I cautiously poked through the pile of gifts they very mistakenly assumed they were giving to my child for Christmas. Half of the stuff looked like it could blow up the compound.
There was no way in Hell I was permitting them to give my baby slash toddler son a do-it- yourself volcano kit, a set of razor sharp throwing stars, or an air soft gun with bullets and a charger. The crowning jewel was something that looked disturbingly like a teddy bear shaped grenade, though I couldn’t confirm it for certain.
The old biddies were smoking crack if they thought any of this shit was going to fly.
Samuel, my eight-month old baby, who was roughly the size of a four year old, did enough damage on his own without any explosive paraphernalia to aid him.

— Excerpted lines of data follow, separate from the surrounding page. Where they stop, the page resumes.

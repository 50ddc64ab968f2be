//! Per-request types: verbs, actions, plurality, query parsing and the request descriptor.

pub mod descriptor;
pub mod query;

pub use descriptor::*;
pub use query::*;

use axum::http::Method;
use serde::Serialize;
use std::fmt;

/// HTTP verbs that map onto a CRUD action.
#[derive(Clone, Copy, Debug, PartialEq, Eq, Hash, Serialize)]
#[serde(rename_all = "UPPERCASE")]
pub enum HttpVerb {
    Get,
    Delete,
    Patch,
    Post,
    Put,
}

impl HttpVerb {
    pub const ALL: [HttpVerb; 5] = [HttpVerb::Get, HttpVerb::Delete, HttpVerb::Patch, HttpVerb::Post, HttpVerb::Put];

    pub fn from_method(method: &Method) -> Option<Self> {
        match *method {
            Method::GET | Method::HEAD => Some(HttpVerb::Get),
            Method::DELETE => Some(HttpVerb::Delete),
            Method::PATCH => Some(HttpVerb::Patch),
            Method::POST => Some(HttpVerb::Post),
            Method::PUT => Some(HttpVerb::Put),
            _ => None,
        }
    }

    pub fn as_str(self) -> &'static str {
        match self {
            HttpVerb::Get => "GET",
            HttpVerb::Delete => "DELETE",
            HttpVerb::Patch => "PATCH",
            HttpVerb::Post => "POST",
            HttpVerb::Put => "PUT",
        }
    }

    pub fn action(self) -> Action {
        match self {
            HttpVerb::Get => Action::Find,
            HttpVerb::Delete => Action::Delete,
            HttpVerb::Patch => Action::Update,
            HttpVerb::Post => Action::Insert,
            HttpVerb::Put => Action::Replace,
        }
    }
}

impl fmt::Display for HttpVerb {
    fn fmt(&self, f: &mut fmt::Formatter<'_>) -> fmt::Result {
        f.write_str(self.as_str())
    }
}

#[derive(Clone, Copy, Debug, PartialEq, Eq, Hash, Serialize)]
#[serde(rename_all = "lowercase")]
pub enum Action {
    Find,
    Delete,
    Update,
    Insert,
    Replace,
}

impl Action {
    pub fn verb(self) -> HttpVerb {
        match self {
            Action::Find => HttpVerb::Get,
            Action::Delete => HttpVerb::Delete,
            Action::Update => HttpVerb::Patch,
            Action::Insert => HttpVerb::Post,
            Action::Replace => HttpVerb::Put,
        }
    }

    pub fn as_str(self) -> &'static str {
        match self {
            Action::Find => "find",
            Action::Delete => "delete",
            Action::Update => "update",
            Action::Insert => "insert",
            Action::Replace => "replace",
        }
    }
}

impl fmt::Display for Action {
    fn fmt(&self, f: &mut fmt::Formatter<'_>) -> fmt::Result {
        f.write_str(self.as_str())
    }
}

/// Whether a request targets one entity or a set.
#[derive(Clone, Copy, Debug, PartialEq, Eq, Hash, Serialize)]
#[serde(rename_all = "lowercase")]
pub enum Plurality {
    Singular,
    Plural,
}

impl Plurality {
    pub const ALL: [Plurality; 2] = [Plurality::Singular, Plurality::Plural];
}

impl fmt::Display for Plurality {
    fn fmt(&self, f: &mut fmt::Formatter<'_>) -> fmt::Result {
        f.write_str(match self {
            Plurality::Singular => "singular",
            Plurality::Plural => "plural",
        })
    }
}
//! Pattern selection of model names.
//!
//! Keys are `/regex/`, globs containing `*`, or literal names. Regex and glob
//! keys are optional matchers; literal keys must name a known model.

use crate::config::{Merge, Selection};
use crate::error::ConfigError;
use glob::Pattern;
use regex::Regex;
use std::collections::BTreeMap;

enum Matcher {
    Regex(Regex),
    Glob(Pattern),
    Literal,
}

impl Matcher {
    fn classify(key: &str) -> Result<Self, ConfigError> {
        let invalid = |reason: String| ConfigError::InvalidPattern {
            key: key.to_string(),
            reason,
        };
        if key.len() >= 2 && key.starts_with('/') && key.ends_with('/') {
            let regex = Regex::new(&key[1..key.len() - 1]).map_err(|e| invalid(e.to_string()))?;
            Ok(Matcher::Regex(regex))
        } else if key.contains('*') {
            let pattern = Pattern::new(key).map_err(|e| invalid(e.to_string()))?;
            Ok(Matcher::Glob(pattern))
        } else {
            Ok(Matcher::Literal)
        }
    }

    fn matches(&self, name: &str) -> bool {
        match self {
            Matcher::Regex(regex) => regex.is_match(name),
            Matcher::Glob(pattern) => pattern.matches(name),
            Matcher::Literal => false,
        }
    }
}

fn apply<T: Merge + Clone>(previous: Option<Selection<T>>, picked: &Selection<T>) -> Selection<T> {
    match (previous, picked) {
        (Some(Selection::Setting(old)), Selection::Setting(new)) => Selection::Setting(old.merge(new.clone())),
        (_, picked) => picked.clone(),
    }
}

/// Resolve `pickers` (in order) against `names`. Names whose final selection is
/// `false` are left out of the result.
pub fn select<T>(pickers: &[(String, Selection<T>)], names: &[String]) -> Result<BTreeMap<String, Selection<T>>, ConfigError>
where
    T: Merge + Clone,
{
    let mut selected: BTreeMap<String, Selection<T>> = BTreeMap::new();
    for (key, picked) in pickers {
        match Matcher::classify(key)? {
            Matcher::Literal => {
                if !names.iter().any(|n| n == key) {
                    return Err(ConfigError::UnknownModel {
                        key: key.clone(),
                        known: names.to_vec(),
                    });
                }
                let merged = apply(selected.remove(key), picked);
                selected.insert(key.clone(), merged);
            }
            matcher => {
                for name in names.iter().filter(|n| matcher.matches(n)) {
                    let merged = apply(selected.remove(name), picked);
                    selected.insert(name.clone(), merged);
                }
            }
        }
    }
    selected.retain(|_, selection| selection.is_enabled());
    Ok(selected)
}

#[cfg(test)]
mod tests {
    use super::*;
    use crate::config::ModelOptions;

    fn names(items: &[&str]) -> Vec<String> {
        items.iter().map(|s| s.to_string()).collect()
    }

    fn pick(key: &str, selection: Selection<ModelOptions>) -> (String, Selection<ModelOptions>) {
        (key.to_string(), selection)
    }

    #[test]
    fn literal_key_must_exist() {
        let err = select(&[pick("Ghost", Selection::Flag(true))], &names(&["PhoneBook"])).unwrap_err();
        assert!(matches!(err, ConfigError::UnknownModel { ref key, .. } if key == "Ghost"));
    }

    #[test]
    fn patterns_without_matches_are_fine() {
        let pickers = [pick("Ghost*", Selection::Flag(true)), pick("/^Zz/", Selection::Flag(true))];
        let selected = select(&pickers, &names(&["PhoneBook"])).unwrap();
        assert!(selected.is_empty());
    }

    #[test]
    fn glob_and_regex_select_matching_names() {
        let all = names(&["PhoneBook", "Phone", "Test", "Other"]);
        let selected = select(&[pick("Phone*", Selection::Flag(true))], &all).unwrap();
        assert_eq!(selected.keys().collect::<Vec<_>>(), vec!["Phone", "PhoneBook"]);
        let selected = select(&[pick("/^(Test|Other)$/", Selection::Flag(true))], &all).unwrap();
        assert_eq!(selected.keys().collect::<Vec<_>>(), vec!["Other", "Test"]);
    }

    #[test]
    fn delimited_key_with_star_is_a_regex() {
        let selected = select(&[pick("/Book*/", Selection::Flag(true))], &names(&["PhoneBoo", "Cat"])).unwrap();
        assert!(selected.contains_key("PhoneBoo"));
    }

    #[test]
    fn overlapping_settings_merge_with_second_writer_winning() {
        let pickers = [
            pick("*", Selection::Setting(ModelOptions::new().singular("one").plural("first"))),
            pick("PhoneBook", Selection::Setting(ModelOptions::new().plural("second"))),
        ];
        let selected = select(&pickers, &names(&["PhoneBook"])).unwrap();
        assert_eq!(
            selected["PhoneBook"],
            Selection::Setting(ModelOptions::new().singular("one").plural("second"))
        );
    }

    #[test]
    fn later_flag_replaces_setting_and_false_drops() {
        let pickers = [
            pick("*", Selection::Setting(ModelOptions::new().singular("x"))),
            pick("Secret", Selection::Flag(false)),
            pick("Open", Selection::Flag(true)),
        ];
        let selected = select(&pickers, &names(&["Secret", "Open", "Other"])).unwrap();
        assert!(!selected.contains_key("Secret"));
        assert_eq!(selected["Open"], Selection::Flag(true));
        assert_eq!(selected["Other"], Selection::Setting(ModelOptions::new().singular("x")));
    }

    #[test]
    fn invalid_regex_is_reported() {
        let err = select(&[pick("/(unclosed/", Selection::Flag(true))], &names(&["A"])).unwrap_err();
        assert!(matches!(err, ConfigError::InvalidPattern { .. }));
    }
}
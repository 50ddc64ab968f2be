//! Built-in handlers: CRUD terminals and the OPTIONS API map.

pub mod crud;
pub mod options;
pub use crud::*;
pub use options::*;
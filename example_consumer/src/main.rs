//! Example consumer: serves an in-memory phone book through model-api-sdk.
//!
//! Run from repo root: `cargo run -p example-consumer`
//! Set `API_CONFIG_PATH` to a JSON model configuration to override the default exposure.

use model_api_sdk::{
    common_routes, from_path, guard_fn, ApiConfig, GuardFlow, MemoryModel, MiddlewareTable, ModelApi, ModelOptions,
    ModelRegistry, ServerSettings, SlotName,
};
use serde_json::json;
use std::sync::Arc;
use tokio::net::TcpListener;

fn default_config() -> ApiConfig {
    let middlewares = MiddlewareTable::new()
        .guard(
            SlotName::All,
            guard_fn(|request| {
                tracing::info!(request_id = %request.id, model = %request.model, action = %request.action, "guarded");
                Ok(GuardFlow::Continue)
            }),
        )
        .disable(SlotName::DeleteMany);
    ApiConfig::new().expose("PhoneBook", ModelOptions::new().middlewares(middlewares))
}

#[tokio::main]
async fn main() -> Result<(), Box<dyn std::error::Error>> {
    tracing_subscriber::fmt()
        .with_env_filter(
            tracing_subscriber::EnvFilter::try_from_default_env()
                .unwrap_or_else(|_| tracing_subscriber::EnvFilter::new("model_api_sdk=info,example_consumer=info")),
        )
        .init();

    let settings = ServerSettings::load()?;

    let phonebook = Arc::new(MemoryModel::new("PhoneBook").required(["name"]));
    let samples = [
        json!({"name": "Ada Lovelace", "email": "ada@example.com"}),
        json!({"name": "Alan Turing", "email": "alan@example.com"}),
    ];
    phonebook.seed(samples.iter().filter_map(|v| v.as_object().cloned()).collect())?;
    let registry = ModelRegistry::new().with(phonebook);

    let config = match &settings.config_path {
        Some(path) => from_path(path).await?,
        None => default_config(),
    };
    let api = ModelApi::new(&config, &registry)?.with_body_limit(settings.body_limit);

    let app = if settings.base_path == "/" {
        common_routes().merge(api.router())
    } else {
        common_routes().nest(&settings.base_path, api.router())
    };

    let listener = TcpListener::bind(settings.bind_addr).await?;
    tracing::info!(
        "Example consumer listening on http://{}{}",
        listener.local_addr()?,
        settings.base_path
    );
    axum::serve(listener, app).await?;
    Ok(())
}
pub mod accept;
pub use accept::*;
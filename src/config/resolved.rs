//! Resolved API: configuration validated and flattened for runtime use.

use crate::guard::{resolve as resolve_chain, ChainLink, MiddlewareTable};
use crate::model::Model;
use crate::request::{HttpVerb, Plurality};
use std::collections::HashMap;
use std::sync::Arc;

/// One exposed model, with its guard chains precomputed per operation.
pub struct ExposedModel {
    pub name: String,
    pub singular: String,
    pub plural: String,
    pub middlewares: MiddlewareTable,
    pub model: Arc<dyn Model>,
    chains: HashMap<(HttpVerb, Plurality), Arc<[ChainLink]>>,
}

impl ExposedModel {
    pub fn new(name: String, singular: String, plural: String, middlewares: MiddlewareTable, model: Arc<dyn Model>) -> Self {
        let mut chains = HashMap::new();
        for verb in HttpVerb::ALL {
            for plurality in Plurality::ALL {
                let chain = resolve_chain(&middlewares, verb.action(), plurality, verb);
                chains.insert((verb, plurality), Arc::from(chain));
            }
        }
        Self {
            name,
            singular,
            plural,
            middlewares,
            model,
            chains,
        }
    }

    pub fn chain(&self, verb: HttpVerb, plurality: Plurality) -> Arc<[ChainLink]> {
        self.chains
            .get(&(verb, plurality))
            .cloned()
            .unwrap_or_else(|| Arc::from(Vec::new()))
    }

    pub fn route(&self, plurality: Plurality) -> &str {
        match plurality {
            Plurality::Singular => &self.singular,
            Plurality::Plural => &self.plural,
        }
    }
}

#[derive(Clone, Default)]
pub struct ResolvedApi {
    /// Sorted by model name.
    pub models: Vec<Arc<ExposedModel>>,
}

impl ResolvedApi {
    pub fn model(&self, name: &str) -> Option<&Arc<ExposedModel>> {
        self.models.iter().find(|m| m.name == name)
    }

    pub fn names(&self) -> Vec<&str> {
        self.models.iter().map(|m| m.name.as_str()).collect()
    }
}
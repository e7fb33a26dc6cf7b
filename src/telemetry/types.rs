//! Entry and snapshot types

use crate::utils::error::Result;
use serde::{Deserialize, Serialize};

/// Events counted at a single millisecond
#[derive(Debug, Clone, Copy, PartialEq, Eq, Serialize, Deserialize)]
pub struct CounterEntry {
    /// Epoch milliseconds
    pub timestamp: i64,
    /// Always at least 1
    pub count: u64,
}

impl CounterEntry {
    pub fn new(timestamp: i64, count: u64) -> Self {
        Self { timestamp, count }
    }
}

impl From<(i64, u64)> for CounterEntry {
    fn from((timestamp, count): (i64, u64)) -> Self {
        Self { timestamp, count }
    }
}

/// Point-in-time view of an [`EventRecorder`](super::EventRecorder)
#[derive(Debug, Clone, PartialEq, Serialize, Deserialize)]
pub struct RecorderSnapshot {
    pub name: String,
    pub retention_millis: i64,
    /// Events within the retention window at the snapshot time
    pub count: usize,
    pub entries: Vec<i64>,
}

/// Point-in-time view of a [`Counter`](super::Counter)
#[derive(Debug, Clone, PartialEq, Serialize, Deserialize)]
pub struct CounterSnapshot {
    pub name: String,
    pub retention_millis: i64,
    /// Sum of counts within the retention window at the snapshot time
    pub total: u64,
    pub entries: Vec<CounterEntry>,
}

/// Every window in a registry, evaluated at the same instant
#[derive(Debug, Clone, Default, PartialEq, Serialize, Deserialize)]
pub struct TelemetrySnapshot {
    /// Epoch milliseconds the windows were evaluated at
    pub taken_at: i64,
    pub recorders: Vec<RecorderSnapshot>,
    pub counters: Vec<CounterSnapshot>,
}

impl TelemetrySnapshot {
    pub fn recorder(&self, name: &str) -> Option<&RecorderSnapshot> {
        self.recorders.iter().find(|r| r.name == name)
    }

    pub fn counter(&self, name: &str) -> Option<&CounterSnapshot> {
        self.counters.iter().find(|c| c.name == name)
    }

    pub fn to_json(&self) -> Result<String> {
        Ok(serde_json::to_string_pretty(self)?)
    }
}
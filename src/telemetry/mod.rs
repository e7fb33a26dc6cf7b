//! Sliding-window telemetry primitives
//!
//! [`EventRecorder`] keeps one timestamp per event. [`Counter`] aggregates
//! events that share a millisecond into a single `(timestamp, count)` entry.
//! Both retain entries for a fixed window and evict at most one stale entry
//! per insert, so an insert never does more than O(1) work.

mod bounded;
mod clock;
mod counter;
mod event_recorder;
mod registry;
mod types;


pub use bounded::{DEFAULT_RETENTION_MILLIS, MAX_RETENTION_MILLIS};
pub use clock::{Clock, ManualClock, SystemClock};
pub use counter::Counter;
pub use event_recorder::EventRecorder;
pub use registry::TelemetryRegistry;
pub use types::{CounterEntry, CounterSnapshot, RecorderSnapshot, TelemetrySnapshot};
//! Retention limits and argument validation shared by both primitives

use crate::utils::error::{Result, TelemetryError};
use tracing::warn;

/// Retention used when none is given (5 minutes)
pub const DEFAULT_RETENTION_MILLIS: i64 = 300_000;

/// Upper bound on counter retention and counter query timespans (5 minutes)
pub const MAX_RETENTION_MILLIS: i64 = 300_000;

/// Check a retention window, optionally against an upper bound
pub(super) fn validate_retention(name: &str, retention_millis: i64, max: Option<i64>) -> Result<()> {
    check_range(name, "retention_millis", retention_millis, max)
}

/// Check the cap a counter applies to its retention and timespans
pub(super) fn validate_max_retention(name: &str, max_retention_millis: i64) -> Result<()> {
    check_range(name, "max_retention_millis", max_retention_millis, None)
}

/// Check a query timespan, optionally against an upper bound
pub(super) fn validate_timespan(name: &str, timespan_millis: i64, max: Option<i64>) -> Result<()> {
    check_range(name, "timespan_millis", timespan_millis, max)
}

fn check_range(name: &str, field: &str, value: i64, max: Option<i64>) -> Result<()> {
    if value < 0 {
        warn!(window = name, field, value, "rejected negative argument");
        return Err(TelemetryError::invalid_argument(format!(
            "{} for '{}' must be >= 0, got {}",
            field, name, value
        )));
    }

    if let Some(max) = max {
        if value > max {
            warn!(window = name, field, value, max, "rejected argument above maximum");
            return Err(TelemetryError::invalid_argument(format!(
                "{} for '{}' must be <= {}, got {}",
                field, name, max, value
            )));
        }
    }

    Ok(())
}

/// Requests per second given a count over a millisecond span
pub(super) fn per_second(count: u64, timespan_millis: i64) -> f64 {
    if timespan_millis <= 0 {
        return 0.0;
    }
    count as f64 * 1000.0 / timespan_millis as f64
}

His natural abilities came with the territory of being a half Vampyre-half Demon.
“Return it? No can do,” Martha informed me in her outdoor voice as she adjusted her saggy bosom.
Her choice of clothing was nightmare inducing—a horrific lime green sequined tube dress. With the way the light from the chandelier illuminated it, it was all I could do not to squint at the fashion disaster.
“Not gonna happen, Boobs McHootieland,” Jane told me with a curt nod of her head. It caused the blood red tinsel wreath with tiny blue ornamental balls in her sparse hair to angle dangerously to the left. She resembled a deranged Christmas tree.
And to ensure sleepless nights, Jane was wearing a matching lime green sparkly knee length boob tube.
Ignoring her creatively disgusting slam at my knockers, my eyes narrowed to slits and my fingers began to shoot sparks. Today was not the day to fuck with me. I was certain I’d made an enormously destructive mistake earlier by inviting my entire extended family for Christmas. I was not going to deal with two sexually ambiguous old Vampyres telling me no.
Not a day went by that I didn’t regret having the conservative, bat shit crazy, boob obsessed, name calling old bags turned. If they hadn’t saved my precious son’s life, I’d consider removing their heads myself. However, if they insisted on giving gifts from Hell, all bets were off.
“I’m sure I didn’t hear you assmonkeys correctly,” I said through clenched teeth and around something that barely passed for a smile. “This shit goes back to the store today. If you don’t do it, I will.”
“Well,” Martha stalled as she glared at Jane. “We don’t exactly have the receipts.”
“And that would be because?” I asked.
“Because Dipshitballbrains stole all of it,” Martha tattled.
“You dared me, sow mamma,” Jane grunted and punctuated her remark with a left hook to Martha’s head that caused her wreath to go flying off.
I watched in horror as they participated in a bitch fight that left each of them balder than they’d been only moments before. Briefly I wondered if I left the room right then if they’d kill each other. Samuel’s love for them and my stupid conscience were the only things that stopped me from testing my theory. As much as I wanted to string them up, I secretly kind of sort of liked them.
“Enough,” I shouted. They froze mid body-slam. “Both of you idiots have money. Why in the Hell are you stealing things?”
“You tell her,” a bleeding and bruised Jane grumbled as she spit out a hunk of Martha’s hair.
“I’m not gonna tell her. You tell her,” Martha said as she got one last outstanding noogie in on the top Jane’s head.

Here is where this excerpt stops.